The Menzies Institute measures the salt intake of adult referrals with 24-hour urine collections and defines good salt control as sodium excretion below 50 mmol/d for men and 40 mmol/d for women — results seen when complying with the Australian dietary guidelines. Note that international (SI) units for sodium are millimoles (abbreviated mmol), and 1 mmol = 23 mg.

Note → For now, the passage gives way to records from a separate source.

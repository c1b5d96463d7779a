//! Expansion of a stored answer field into its accepted variants.
//!
//! Stored answers may carry hints in `(...)` or `[...]` and list
//! alternatives with slashes:
//! - `ami/e` or `ami/amie`: a word and its suffixed form (`ami`, `amie`)
//! - `tomber / chuter`: two full phrases, also accepted together in either
//!   order (`tomber chuter`, `chuter tomber`)
//!
//! In the suffix form, a right-hand side that restates the last word of the
//! left-hand side replaces that word rather than being appended to it, so
//! `ami/amie` and `il/ils` expand the same way `ami/e` and `il/s` do.

use regex::Regex;
use std::sync::LazyLock;

use super::normalize::normalize_answer;

static PARENTHESES: LazyLock<Regex> =
    LazyLock::new(|| Regex::new(r"\(.*?\)").expect("valid parentheses pattern"));
static BRACKETS: LazyLock<Regex> =
    LazyLock::new(|| Regex::new(r"\[.*?\]").expect("valid brackets pattern"));
static SUFFIX_SLASH: LazyLock<Regex> =
    LazyLock::new(|| Regex::new(r"^(.*\S)/(\S.*)$").expect("valid suffix slash pattern"));
static SPACED_SLASH: LazyLock<Regex> =
    LazyLock::new(|| Regex::new(r"^(.+\s)/(\s.+)$").expect("valid spaced slash pattern"));

/// Expand a raw answer field into normalized, de-duplicated variants.
pub fn expand_variants(answer: &str) -> Vec<String> {
    let stripped = PARENTHESES.replace_all(answer, "");
    let stripped = BRACKETS.replace_all(&stripped, "");
    let expanded = expand_slashes(stripped.trim());

    let mut variants: Vec<String> = Vec::new();
    for part in expanded.split('/') {
        let normalized = normalize_answer(part);
        if !normalized.is_empty() && !variants.contains(&normalized) {
            variants.push(normalized);
        }
    }
    variants
}

/// Rewrite slash notation so a plain split on `/` yields every alternative.
fn expand_slashes(text: &str) -> String {
    if let Some(caps) = SUFFIX_SLASH.captures(text) {
        let (left, right) = (&caps[1], &caps[2]);
        return format!("{left} / {}", suffixed(left, right));
    }

    if let Some(caps) = SPACED_SLASH.captures(text) {
        let (first, second) = (&caps[1], &caps[2]);
        return format!("{first}/{second}/{first}, {second}/{second}, {first}");
    }

    text.to_string()
}

/// Attach `fragment` to `left`. A fragment that restates the final word of
/// `left` replaces that word instead.
fn suffixed(left: &str, fragment: &str) -> String {
    let stem = left.rsplit(char::is_whitespace).next().unwrap_or(left);
    if !stem.is_empty() && fragment.starts_with(stem) {
        let lead = &left[..left.len() - stem.len()];
        format!("{lead}{fragment}")
    } else {
        format!("{left}{fragment}")
    }
}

Patients referred to the Menzies Institute compare their baseline and follow-up results with data from a dietary survey [1]. Out of 194 people in this survey all but one told us their diet was ‘normal’, but their sodium excretion varied between 26 and 337 mmol/day, as plotted here with a log x-axis:

Sodium intake during human evolution could not have exceeded 30 mmol/d [2] and the huge variation in modern diets occurs when salty processed foods are eaten without checking the sodium content. Food labels (not yet converted to mmol) reveal sodium contents between 1 mg/100g and over 9000 mg/100g. Breast milk has only 14 mg/100g, meat and fish up to 80 mg/100g. Common salt (39% sodium) has 39 000 mg/100g, so even small amounts distort the electrolyte balance. The amount added to the typical Western diet inverts the sodium-potassium ratio, actively contributing to many chronic ‘diseases of civilization’ [3].

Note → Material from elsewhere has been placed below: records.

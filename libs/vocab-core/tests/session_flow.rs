//! End-to-end quiz flow tests: word list text in, scored rounds out.

use pretty_assertions::assert_eq;
use rand::rngs::StdRng;
use rand::SeedableRng;
use vocab_core::{
    parse, CheckOutcome, ColumnLabels, Command, Deck, MemoryScoreStore, Renderer, SelectionMode,
    Session, SessionError, SessionState, VocabularyEntry,
};

const WORDS: &str = "\
DEUTSCH;FRANZÖSISCH;Unité;Leçon;PHONETIK
Hund;le chien;1;1;
Katze;le chat (animal);1;1;
Freund;l'ami/e;1;2;
fallen;tomber / chuter;2;2;
kaputt;cassé;2
vielleicht;peut-être;2;3;
";

#[derive(Default)]
struct Screen {
    prompt: Option<String>,
    results: Vec<CheckOutcome>,
    score: Option<i64>,
}

impl Renderer for Screen {
    fn show_prompt(&mut self, entry: &VocabularyEntry) {
        self.prompt = Some(entry.prompt.clone());
    }

    fn show_result(&mut self, outcome: &CheckOutcome) {
        self.results.push(outcome.clone());
    }

    fn clear_result(&mut self) {}

    fn show_score(&mut self, score: i64) {
        self.score = Some(score);
    }
}

fn load_session(seed: u64) -> Session<MemoryScoreStore> {
    let parsed = parse(WORDS, &ColumnLabels::default()).unwrap();
    Session::with_rng(
        Deck::new(parsed.entries),
        MemoryScoreStore::default(),
        StdRng::seed_from_u64(seed),
    )
}

/// Accepted answer for each prompt in WORDS.
fn answer_for(prompt: &str) -> &'static str {
    match prompt {
        "Hund" => "le chien",
        "Katze" => "le chat",
        "Freund" => "l’amie",
        "fallen" => "chuter",
        "vielleicht" => "Peut-etre",
        other => panic!("unexpected prompt {other}"),
    }
}

#[test]
fn malformed_row_is_reported_and_skipped() {
    let parsed = parse(WORDS, &ColumnLabels::default()).unwrap();
    assert_eq!(parsed.entries.len(), 5);
    assert_eq!(parsed.malformed.len(), 1);
    assert_eq!(parsed.malformed[0].line, 6);
    assert!(parsed.entries.iter().all(|e| e.prompt != "kaputt"));
}

#[test]
fn spaced_mode_exhausts_unanswered_entries_first() {
    let mut session = load_session(5);
    let mut screen = Screen::default();
    session.start(&mut screen).unwrap();

    // Five correct answers in a row: every entry must be asked once before
    // any entry is asked twice.
    let mut asked = Vec::new();
    for _ in 0..5 {
        let prompt = screen.prompt.clone().unwrap();
        assert_eq!(session.current().unwrap().correct_count, 0);
        asked.push(prompt.clone());
        session
            .handle(Command::SubmitAnswer(answer_for(&prompt).to_string()), &mut screen)
            .unwrap();
        session.handle(Command::Continue, &mut screen).unwrap();
    }

    asked.sort();
    asked.dedup();
    assert_eq!(asked.len(), 5);
    assert!(screen.results.iter().all(|o| o.is_correct()));
}

#[test]
fn score_accumulates_across_rounds() {
    let mut session = load_session(8);
    let mut screen = Screen::default();
    session.start(&mut screen).unwrap();

    // Narrow the pool to the single lesson 3 entry.
    session.handle(Command::DeselectAll, &mut screen).unwrap_err();
    session
        .handle(
            Command::LessonToggled {
                lesson: Some(3),
                enabled: true,
            },
            &mut screen,
        )
        .unwrap();
    assert_eq!(screen.prompt.as_deref(), Some("vielleicht"));

    let rounds = [("peut-être", 5), ("peut etre", 1), ("peut", -1)];
    let mut expected = 0;
    for (typed, points) in rounds {
        session
            .handle(Command::SubmitAnswer(typed.to_string()), &mut screen)
            .unwrap();
        expected += points;
        assert_eq!(screen.results.last().unwrap().points, points);
        assert_eq!(screen.score, Some(expected));
        session.handle(Command::Continue, &mut screen).unwrap();
    }

    let entry = session.current().unwrap();
    assert_eq!((entry.correct_count, entry.wrong_count), (2, 1));
    assert_eq!(session.score().unwrap(), 5);
}

#[test]
fn deselecting_everything_blocks_selection() {
    let mut session = load_session(1);
    let mut screen = Screen::default();
    session.start(&mut screen).unwrap();
    let shown = screen.prompt.clone().unwrap();

    let err = session.handle(Command::DeselectAll, &mut screen).unwrap_err();
    assert!(matches!(err, SessionError::NoQuestionsAvailable));
    assert_eq!(screen.prompt.as_deref(), Some(shown.as_str()));
    assert_eq!(session.state(), SessionState::Displaying);

    // The stale question can no longer be answered.
    let err = session
        .handle(Command::SubmitAnswer(answer_for(&shown).to_string()), &mut screen)
        .unwrap_err();
    assert!(matches!(err, SessionError::NoQuestionsAvailable));
    assert!(screen.results.is_empty());
    assert_eq!(session.score().unwrap(), 0);
    let entry = session.current().unwrap();
    assert_eq!((entry.correct_count, entry.wrong_count), (0, 0));

    let err = session.handle(Command::Continue, &mut screen);
    assert!(err.is_ok(), "continue is ignored while displaying");
}

#[test]
fn deselecting_after_an_answer_keeps_the_result_up() {
    let mut session = load_session(2);
    let mut screen = Screen::default();
    session.start(&mut screen).unwrap();

    session
        .handle(Command::SubmitAnswer("?".to_string()), &mut screen)
        .unwrap();
    session.handle(Command::DeselectAll, &mut screen).unwrap_err();
    assert_eq!(session.state(), SessionState::AwaitingContinue);

    let err = session.handle(Command::Continue, &mut screen).unwrap_err();
    assert!(matches!(err, SessionError::NoQuestionsAvailable));

    session.handle(Command::SelectAll, &mut screen).unwrap();
    assert_eq!(session.state(), SessionState::Displaying);
    assert_eq!(session.score().unwrap(), -1);
}

#[test]
fn uniform_mode_still_avoids_repeats() {
    let mut session = load_session(3).with_mode(SelectionMode::Uniform);
    let mut screen = Screen::default();
    session.start(&mut screen).unwrap();

    let mut previous = screen.prompt.clone();
    for _ in 0..30 {
        let prompt = previous.clone().unwrap();
        session
            .handle(Command::SubmitAnswer(answer_for(&prompt).to_string()), &mut screen)
            .unwrap();
        session.handle(Command::Continue, &mut screen).unwrap();
        assert_ne!(screen.prompt, previous);
        previous = screen.prompt.clone();
    }
}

The Tolerable Upper Limit (UL) for sodium

No country sets the UL for sodium above 100 mmol/d.  In Australia the UL is still 100 mmol/d, where it has been since 1984, but there is a Suggested Dietary Target of 70 mmol/day “to prevent chronic disease” which really makes the UL irrelevant.


In Australia the book Salt Matters makes it both feasible and enjoyable by explaining  how to follow the simple guideline to choose low salt foods. Fresh foods make is easy but processed foods are stilll making it difficult, as low salt processed foods are still scarce.  The food industry needs to make it easier in shops and restaurants, and the key to that is consumer demand.

The US government recommends 65 mmol/d (1500 mg/d) to all Americans [4] and calls on the food industry to cater for it. A market that eventually makes 65 mmol/d feasible for a population of 300 million can surely make 40-50 mmol/d easy for motivated patients. The DASH-Sodium study compared three levels of sodium excretion and found the lowest (65 mmol or 1500 mg) had the greatest effect on blood pressure, both in hypertension and prehypertension (BP =120/80 and <140.90) [5]. Controlling prehypertension prevents hypertension, which is why 65 mmol/d is the government’s goal for all Americans [4].


1. Beard TC, Woodward DR, Ball PJ, Hornsby H, von Witt RJ, Dwyer T. The Hobart Salt Study 1995: few meet national sodium intake target. Medical Journal of Australia 1997;166:404-07.

2. Eaton SB, Konner MJ. Paleolithic nutrition: a consideration of its nature and current implications. N Engl J Med 1985;312:283-89.

3. Cordain L, Eaton SB, Sebastion A, Mann N, Lindeberg S, Watkins BA, O’Keefe JH, Brand-Miller J. Origins and evolution of the Western diet: health implications for the 21st century. American Journal of Clinical Nutrition 2005;81:341-54.

4. . (accessed 9 January 2005).

5. Sacks FM, Svetkey LP, Vollmer WM, Appel LJ, Bray GA, Harsha D, et al. Effects on blood pressure of reduced dietary sodium and the Dietary Approaches to Stop Hypertension (DASH) diet. New England Journal of Medicine 2001;344:3-10.